Recently, Randall was frontman for his blues band Rhythm Train, which evolved into the Boogie Woogie Dance Party with Steve Dubin (bass), Paul Wainwright (sax) and Jon Miller (drums). He continues to give concerts of his eclectic originals and performs stand-up comedy sets featuring his comedy songs.

==Film scores and broadcast==
In 1985, he built a recording studio, Randall's Recordings, specifically for film and television music production. The studio has garnered over 700 broadcast production credits. In 1998, he won a Rosie Award for Best Composer/Musical Score for the NFB production, Lost Over Burma, which featured narration by Christopher Plummer.

He composed music for many other documentaries for the NFB, a large body of educational programs for ACCESS, and music to underscore a decade of award-winning productions for Karvonen Films and the Discovery Channel.

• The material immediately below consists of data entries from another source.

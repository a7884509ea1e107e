//! Filter construction from raw query input.
//!
//! [`FilterSpec::build`] normalizes the loosely-typed map feed query into a
//! bounded, nullable filter set. The builder never rejects input: malformed
//! numeric fields fall back to defaults and blank strings become absent
//! filters, so every request maps to a safe query.

use serde::Deserialize;

use crate::location::{parse_location, ParsedLocation};

/// Row cap applied when no usable `limit` is supplied.
pub const DEFAULT_LIMIT: i64 = 20;

/// Hard upper bound on the number of rows one request may return.
pub const MAX_LIMIT: i64 = 200;

/// Raw map feed query input as it arrives on the wire.
///
/// Every field is optional, and `limit` stays a string so malformed numeric
/// input can be recovered during normalization instead of failing extraction.
#[derive(Debug, Clone, Default, Deserialize)]
pub struct MapFeedQuery {
    /// Free-text search over organization names.
    pub q: Option<String>,
    /// Provider category filter.
    pub category: Option<String>,
    /// Free-form location: a postal code or "City, ST" text.
    pub location: Option<String>,
    /// Requested row count.
    pub limit: Option<String>,
}

/// Normalized, bounded filter set handed to the provider store.
///
/// `None` always means "filter not applied". Populated fields are trimmed and
/// non-empty, and each one is bound as a typed query parameter -- never
/// interpolated into SQL text.
#[derive(Debug, Clone, PartialEq, Eq)]
pub struct FilterSpec {
    /// Row cap, always within `1..=MAX_LIMIT`.
    pub limit: i64,
    /// Exact category match.
    pub category: Option<String>,
    /// `%text%` LIKE pattern over organization names.
    pub text_pattern: Option<String>,
    /// 5-digit postal code prefix.
    pub zip5: Option<String>,
    /// Practice city.
    pub city: Option<String>,
    /// Two-letter practice state.
    pub state: Option<String>,
}

impl FilterSpec {
    /// Build a bounded filter set from raw query input.
    ///
    /// A `limit` that fails to parse falls back to [`DEFAULT_LIMIT`]; any
    /// parsed value is clamped to `1..=MAX_LIMIT`. Both corrections are
    /// silent. The location string feeds either the ZIP filter or the
    /// city/state filters depending on how it classifies.
    pub fn build(raw: &MapFeedQuery) -> Self {
        let limit = raw
            .limit
            .as_deref()
            .and_then(|value| value.trim().parse::<i64>().ok())
            .unwrap_or(DEFAULT_LIMIT)
            .clamp(1, MAX_LIMIT);

        let category = trimmed(raw.category.as_deref());
        let text_pattern = trimmed(raw.q.as_deref()).map(|text| format!("%{text}%"));

        let (zip5, city, state) = match parse_location(raw.location.as_deref()) {
            ParsedLocation::Zip { zip5 } => (Some(zip5), None, None),
            ParsedLocation::CityState { city, state } => (None, city, state),
            ParsedLocation::Empty => (None, None, None),
        };

        Self {
            limit,
            category,
            text_pattern,
            zip5,
            city,
            state,
        }
    }
}

fn trimmed(value: Option<&str>) -> Option<String> {
    value
        .map(str::trim)
        .filter(|text| !text.is_empty())
        .map(str::to_string)
}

In 2006, Randall began work as a radio host on CKUA radio with the Weekend Breakfast show which he produced until 2009.

==Music for stage==
Stage works by Randall include A Midsummer Night's Ice Dream (1992) which was a commission to compose a ballet for the National Ice Theatre of Canada. It won a sterling award for Outstanding Fringe Experience. Tangled Ice Webs followed in 1998, after which came the third ballet Poetry in Motion (2006).

Randall has been the music director for the annual Banff World Television Festival (1995–2007) and performed there with many stars including John Cleese, Bob Newhart, Dame Edna Everage, Martin Short, Steve Allen, and Kelsey Grammer.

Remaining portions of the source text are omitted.